Nazarene Commentary Matthew 4:12-17 – Galilee Saw A Great Light

Matthew 4:12-17 – Galilee Saw A Great Light

|| Mark 1:14, 15; Luke 4:14

MT4:12 Now, having heard John [the Baptist] was arrested, Jesus retired into Galilee.[1] MT4:13 Leaving Nazareth[2] Jesus took up residence in Capernaum[3] by the sea in the districts of Zebulun[4] and Naphtali,[5] MT4:14 so that it might be fulfilled as it as spoken by Isaiah[6] the prophet, saying, MT4:15 “Land of Zebulun and land of Naphtali, by the sea on the other side of the Jordan, Galilee[7] of the nations, MT4:16 those people[8] sitting in a region of death’s dark shadow saw a great Light rise upon them.” [Isaiah 9:1, 2] MT4:17 From that time[9] Jesus started preaching, saying, “Repent,[10] for the Realm of the heavens[11] has drawn near.”

Wooden longboat, Israel. 02.jpg

Wooden longboat in the large freshwater lake Sea of Chinneret (Lake of Gennesaret, or Lake Tiberias) Sea of Galilee, Tiberias.

[1] Galilee: The place occurs 76 times in the Bible with the region first mentioned at Numbers 34:11 (Joshua 20:7). The fresh water “lake” is also called the Sea of Chinnereth (Numbers 34:11), the Lake of Gennesaret (Luke 5:1), and the Sea of Tiberias (John 6:1). Jesus begins his ministry here and essentially ends it also at Galilee (John 21:1, 4-19). The lake is green/blue 13 miles long and 7 miles wide. “The density of the shoals of fish in the Sea of Galilee can scarcely be conceived by those who have not witnessed them. Frequently these shoals cover an acre or more of the surface and the fish, as they slowly move along in masses, are so crowded, with their back fins just appearing on the level of the water, that the appearance at a little distance is that of a violent shower of rain pattering on the surface.” (The Natural History of the Bible, H. B. Tristram, 1889, p. 285) All of Jesus’ faithful apostles came from this area.

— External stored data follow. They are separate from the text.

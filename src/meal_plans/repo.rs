use async_trait::async_trait;
use sqlx::{PgPool, Postgres, Transaction};
use time::Date;
use tracing::debug;
use uuid::Uuid;

use super::repo_types::{MealPlan, NewMealPlan};
use super::store::MealPlanStore;
use crate::error::AppError;
use crate::meals::MealType;

const COLUMNS: &str = "id, user_id, plan_date, breakfast_id, lunch_id, dinner_id, created_at";
const DUPLICATE: &str = "Meal plan already exists for this date";

/// `MealPlanStore` backed by the `meal_plans` table.
#[derive(Clone)]
pub struct PgMealPlanStore {
    db: PgPool,
}

impl PgMealPlanStore {
    pub fn new(db: PgPool) -> Self {
        Self { db }
    }
}

async fn insert_tx(
    tx: &mut Transaction<'_, Postgres>,
    plan: &NewMealPlan,
) -> Result<MealPlan, sqlx::Error> {
    sqlx::query_as::<_, MealPlan>(&format!(
        r#"
        INSERT INTO meal_plans (user_id, plan_date, breakfast_id, lunch_id, dinner_id)
        VALUES ($1, $2, $3, $4, $5)
        RETURNING {COLUMNS}
        "#
    ))
    .bind(plan.user_id)
    .bind(plan.date)
    .bind(plan.breakfast_id)
    .bind(plan.lunch_id)
    .bind(plan.dinner_id)
    .fetch_one(&mut **tx)
    .await
}

fn slot_column(meal_type: MealType) -> &'static str {
    match meal_type {
        MealType::Breakfast => "breakfast_id",
        MealType::Lunch => "lunch_id",
        MealType::Dinner => "dinner_id",
    }
}

#[async_trait]
impl MealPlanStore for PgMealPlanStore {
    async fn find(&self, user_id: Uuid, date: Date) -> Result<Option<MealPlan>, AppError> {
        let plan = sqlx::query_as::<_, MealPlan>(&format!(
            "SELECT {COLUMNS} FROM meal_plans WHERE user_id = $1 AND plan_date = $2"
        ))
        .bind(user_id)
        .bind(date)
        .fetch_optional(&self.db)
        .await?;
        Ok(plan)
    }

    async fn insert(&self, plan: NewMealPlan) -> Result<MealPlan, AppError> {
        let mut tx = self.db.begin().await?;
        let created = insert_tx(&mut tx, &plan)
            .await
            .map_err(|e| AppError::on_write(e, DUPLICATE))?;
        tx.commit().await?;
        Ok(created)
    }

    async fn replace(&self, plan: NewMealPlan) -> Result<MealPlan, AppError> {
        let mut tx = self.db.begin().await?;
        let removed = sqlx::query("DELETE FROM meal_plans WHERE user_id = $1 AND plan_date = $2")
            .bind(plan.user_id)
            .bind(plan.date)
            .execute(&mut *tx)
            .await?
            .rows_affected();
        let created = insert_tx(&mut tx, &plan)
            .await
            .map_err(|e| AppError::on_write(e, DUPLICATE))?;
        tx.commit().await?;
        debug!(user_id = %plan.user_id, date = %plan.date, removed, "meal plan replaced");
        Ok(created)
    }

    async fn set_slot(
        &self,
        user_id: Uuid,
        date: Date,
        meal_type: MealType,
        meal_id: Uuid,
    ) -> Result<Option<MealPlan>, AppError> {
        let plan = sqlx::query_as::<_, MealPlan>(&format!(
            r#"
            UPDATE meal_plans
               SET {column} = $3
             WHERE user_id = $1 AND plan_date = $2
            RETURNING {COLUMNS}
            "#,
            column = slot_column(meal_type)
        ))
        .bind(user_id)
        .bind(date)
        .bind(meal_id)
        .fetch_optional(&self.db)
        .await?;
        Ok(plan)
    }

    async fn delete(&self, user_id: Uuid, date: Date) -> Result<bool, AppError> {
        let res = sqlx::query("DELETE FROM meal_plans WHERE user_id = $1 AND plan_date = $2")
            .bind(user_id)
            .bind(date)
            .execute(&self.db)
            .await?;
        Ok(res.rows_affected() > 0)
    }
}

[2] Nazareth: Probably just after Luke 4:28-30.

[3] Capernaum: The name means “Comforting Place.” The place occurs 16 times in the Christian Bible. Mark 2:1 calls this Jesus’ “home.” (“his house”)

[4] Zebulun: The territory named after a son of Israel occurs 48 times in the Bible with the first at Genesis 30:20. Compare Psalm 68:27. The name means perhaps “Toleration” or “Lofty Abode.” Compare Revelation 7:8.

[5] Naphtali: The name means “My Wrestlings.” The territory named after a son of Israel occurs 55 times in the Bible with the first at Genesis 30:8. Compare Revelation 7:6.

[6] Isaiah: Isaiah 9:1, 2. The prophet Isaiah is named 22 times in the Christian Bible (Matthew, 6; Mark, 2; Luke, 2; John, 4; Acts, 3; Romans, 5). In addition to direct quotations there are many allusions which are subtle paraphrases (Compare John 5:29 with Isaiah 26:19 LXX).

[7] Galilee: A prophecy indicating where Messiah would begin his ministry. It is in this area where the Nazarene sees his greatest fruitage – the foundation of Christianity.

[8] Those people: Note Acts 1:11; 2:7. We have a great spiritual debt to these folks.

[9] From that time: About a year after John the Baptist began his own ministry.

[10] Repent: The first words of the “Gospel” in the mouth of Jesus. Repentance is part of the Lord’s Gospel.

[11] Realm of the heavens: Or, “kingdom of the heavens.” The meaning is two fold: a) the King is present; and, b) the opportunity to enter the Nazarene’s realm of profession by confessing him as Lord.

Capernaum, Sea of Galilee

Capernaum, Sea of Galilee (Photo credit: Wikipedia)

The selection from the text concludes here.